Wtf this again? This is one of the worst RAWs in months and that’s saying something. 


Sent from my iPhone using Tapatalk


----------



## Mango13 (Aug 22, 2016)

Jesus why is this happening on RAW in 2019?


----------



## SavoySuit (Aug 10, 2015)

Why in hell is Jarrett coming out to his early 90's music.... but current outfit...


----------



## The3 (Aug 20, 2018)

PraXitude said:


> Why is JJ back? lol


WWE got him a producer to keep him away from Dusty Rhodes kid promotion


----------



## Mordecay (Aug 15, 2014)

I am too young to know what this shit is all about


----------



## JamesCurtis24 (Jun 7, 2012)

Jarrett should have come out to his attitude era theme or his chosen one theme. Would mark for that now haha.


----------



## Mr. WrestleMania (Oct 16, 2012)

Show certainly isn't the same without Seth. Good for him. He deserves a break.


----------



## Joseph92 (Jun 26, 2007)

Then everyone wonders why they rush the endings of the show. (because they fill the middle of the show with this)


----------



## roblewis87 (Oct 18, 2016)

I'd prefer him to have his more recent gimmicks or even his WCW gimmick over the country vibes.


----------



## Stalingrad9 (Nov 8, 2018)

Oh fuck stop singing already.

And why the fuck are they acting like people know the lyrics, they don't even know the lyrics themselves.


----------



## Headliner (Jun 24, 2004)

It feels like WWE is making Jarrett do this gimmick as some weird rib on him. Like a secret punishment for creating TNA, taking talent from WWE and attempting to be Vince's competitor for years. Most fans who remember Jarrett easily preferred Attitude Era Jarrett over New Generation Era Jarrett.


----------



## bradatar (Mar 30, 2015)

Elias with the ratings jab at road Dogg lmao 


Sent from my iPhone using Tapatalk


----------



## Trophies (Jul 27, 2016)

Elias with that bury on Smackdown :lol


----------



## SavoySuit (Aug 10, 2015)

I want Slapnuts Jarrett.


----------



## Lok (Apr 8, 2008)




----------



## wkc_23 (Jan 5, 2014)

That Adam Levine roast :HA


----------



## Araragi (Aug 27, 2017)

They turned Elias for this cringeworthy shit? hno


----------



## PraXitude (Feb 27, 2014)

The3 said:


> WWE got him a producer to keep him away from Dusty Rhodes kid promotion


haha makes sense :clap


----------



## roblewis87 (Oct 18, 2016)

The3 said:


> WWE got him a producer to keep him away from Dusty Rhodes kid promotion


Pretty much, but he is actually a decent producer too. 
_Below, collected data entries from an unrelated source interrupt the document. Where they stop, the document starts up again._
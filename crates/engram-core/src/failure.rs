// Copyright (c) 2024-2026 Martin Schröder <info@swedishembedded.com>
//
// SPDX-License-Identifier: Apache-2.0
use std::collections::HashMap;

use engram_config::FailureConfig;
use engram_model::{StopReason, ToolCall};
use serde::Serialize;
use serde_json::Value;

use crate::error::MemoryError;

/// Identity of one failure mode: same tool, same (canonicalized) params,
/// same error type.
#[derive(Debug, Clone, PartialEq, Eq, Hash, Serialize)]
pub struct FailureSignature {
    pub tool_name: String,
    /// Params JSON with deterministically ordered keys
    pub params: String,
    pub error_type: String,
}

/// Per-session consecutive-failure bookkeeping plus the output-token circuit
/// breaker.  Callers hold this behind the session lock; the tracker itself
/// is plain data.
#[derive(Debug)]
pub struct FailureTracker {
    max_consecutive_failures: u32,
    circuit_threshold: u32,
    counts: HashMap<FailureSignature, u32>,
    output_token_streak: u32,
}

impl FailureTracker {
    pub fn new(config: &FailureConfig) -> Self {
        Self {
            max_consecutive_failures: config.max_consecutive_failures,
            circuit_threshold: config.output_token_circuit_threshold,
            counts: HashMap::new(),
            output_token_streak: 0,
        }
    }

    // ── Consecutive-failure signatures ────────────────────────────────────────

    /// Record one failure and return the new consecutive count for its
    /// signature.
    pub fn record(&mut self, tool_name: &str, params: &Value, error_type: &str) -> u32 {
        let sig = FailureSignature {
            tool_name: tool_name.to_string(),
            params: canonicalize(params),
            error_type: error_type.to_string(),
        };
        let count = self.counts.entry(sig).or_insert(0);
        *count += 1;
        *count
    }

    /// Escalation text to attach to the tool result once the count reaches
    /// the threshold; `None` below it.
    pub fn escalation_message(&self, tool_name: &str, count: u32) -> Option<String> {
        if count < self.max_consecutive_failures {
            return None;
        }
        Some(format!(
            "REPEATED FAILURE: {tool_name} has now failed {count} times in a row with \
             identical parameters and the same error. Do not retry the same call again; \
             change the parameters, use a different tool, or report the blocker to the user."
        ))
    }

    /// Success of (tool, params) clears every signature for that pair,
    /// regardless of error type.
    pub fn clear(&mut self, tool_name: &str, params: &Value) {
        let canonical = canonicalize(params);
        self.counts
            .retain(|sig, _| !(sig.tool_name == tool_name && sig.params == canonical));
    }

    /// Current count for one signature (0 when never seen).
    pub fn count(&self, tool_name: &str, params: &Value, error_type: &str) -> u32 {
        let sig = FailureSignature {
            tool_name: tool_name.to_string(),
            params: canonicalize(params),
            error_type: error_type.to_string(),
        };
        self.counts.get(&sig).copied().unwrap_or(0)
    }

    /// All live signatures with their counts, for diagnostics.
    pub fn snapshot(&self) -> Vec<(FailureSignature, u32)> {
        let mut out: Vec<_> = self.counts.iter().map(|(s, c)| (s.clone(), *c)).collect();
        out.sort_by(|a, b| (&a.0.tool_name, &a.0.params).cmp(&(&b.0.tool_name, &b.0.params)));
        out
    }

    // ── Output-token circuit breaker ──────────────────────────────────────────

    /// Track one model stop reason.  `max_tokens` increments the streak and
    /// trips the breaker at the threshold; any other reason resets it.
    pub fn record_stop_reason(&mut self, reason: StopReason) -> Result<(), MemoryError> {
        match reason {
            StopReason::MaxTokens => {
                self.output_token_streak += 1;
                if self.output_token_streak >= self.circuit_threshold {
                    return Err(MemoryError::CircuitBreakerTripped(format!(
                        "OUTPUT TOKEN CIRCUIT BREAKER TRIGGERED: the model hit its output \
                         token limit {streak} times in a row. The task is producing more \
                         output than fits in a single response. Break the work into smaller \
                         chunks, write results incrementally (file by file, section by \
                         section), or use a more compact output format.",
                        streak = self.output_token_streak
                    )));
                }
            }
            _ => self.output_token_streak = 0,
        }
        Ok(())
    }

    pub fn output_token_streak(&self) -> u32 {
        self.output_token_streak
    }

    /// Manual reset after the operator (or agent loop) recovers.
    pub fn reset_output_breaker(&mut self) {
        self.output_token_streak = 0;
    }

    /// Truncation indicator: a tool call whose input is empty or carries only
    /// zero-valued fields usually means the model ran out of output tokens
    /// mid-call.
    pub fn is_truncation_indicator(call: &ToolCall) -> bool {
        call.input.values().all(is_zero_value)
    }
}

fn is_zero_value(v: &Value) -> bool {
    match v {
        Value::Null => true,
        Value::Bool(b) => !b,
        Value::Number(n) => n.as_f64() == Some(0.0),
        Value::String(s) => s.is_empty(),
        Value::Array(a) => a.is_empty(),
        Value::Object(o) => o.is_empty(),
    }
}

/// Deterministic params encoding.  `serde_json` maps iterate in sorted key
/// order (no `preserve_order` feature in this workspace), so a plain
/// serialization is already canonical.
fn canonicalize(params: &Value) -> String {
    params.to_string()
}

// ─── Unit tests ──────────────────────────────────────────────────────────────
Still can't believe he held Vince to ransom like he did in the 90's.


----------



## Dolorian (Oct 5, 2015)

Empress said:


> I'm tapping out. None of this is worth my time or interests me.


Yep, looks like we are having yet another weak with poor follow up of opening segments (SD last week and RAW tonight). I was only looking forward to the Steph/Becky segment hoping something of note would actually happen (was also hoping we'd see Charlotte) and yet...

I just don't really care for anything else.


----------



## Mr. WrestleMania (Oct 16, 2012)

Elias had one of the quickest face runs ever. :lol


----------



## Trophies (Jul 27, 2016)

Insult the crowd and they still chant with you.


----------



## roblewis87 (Oct 18, 2016)

Dolorian said:


> Yep, looks like we are having yet another weak with poor follow up of opening segments (SD last week and RAW tonight). I was only looking forward to the Steph/Becky segment hoping something of note would actually happen (was also hoping we'd see Charlotte) and yet...
> 
> I just don't really care for anything else.


Don't worry sure Charlotte will be cutting a promo ready to say she will step in for Becky at Mania in a moments notice on Smackdown.


----------



## RapShepard (Jun 20, 2014)

roblewis87 said:


> Pre match beat down, so essentially getting the upper hand.
> 
> 
> 
> ...


Cross promo is the type of stuff that makes it clear who she is. In the short term and long run the majority are not going to be thinking "boy how can I buy Nicki cross when she didn't even win that tag match with Alicia Foxx". This is the type of stuff that only becomes an issue to hardcore fans who over think every thing.


----------



## rkolegend123 (Jan 30, 2017)

Where they booing Jarrett? lol


----------



## bradatar (Mar 30, 2015)

This is so stupid I’m out. Not enough whiskey in Florida to get me to keep watching this trash. 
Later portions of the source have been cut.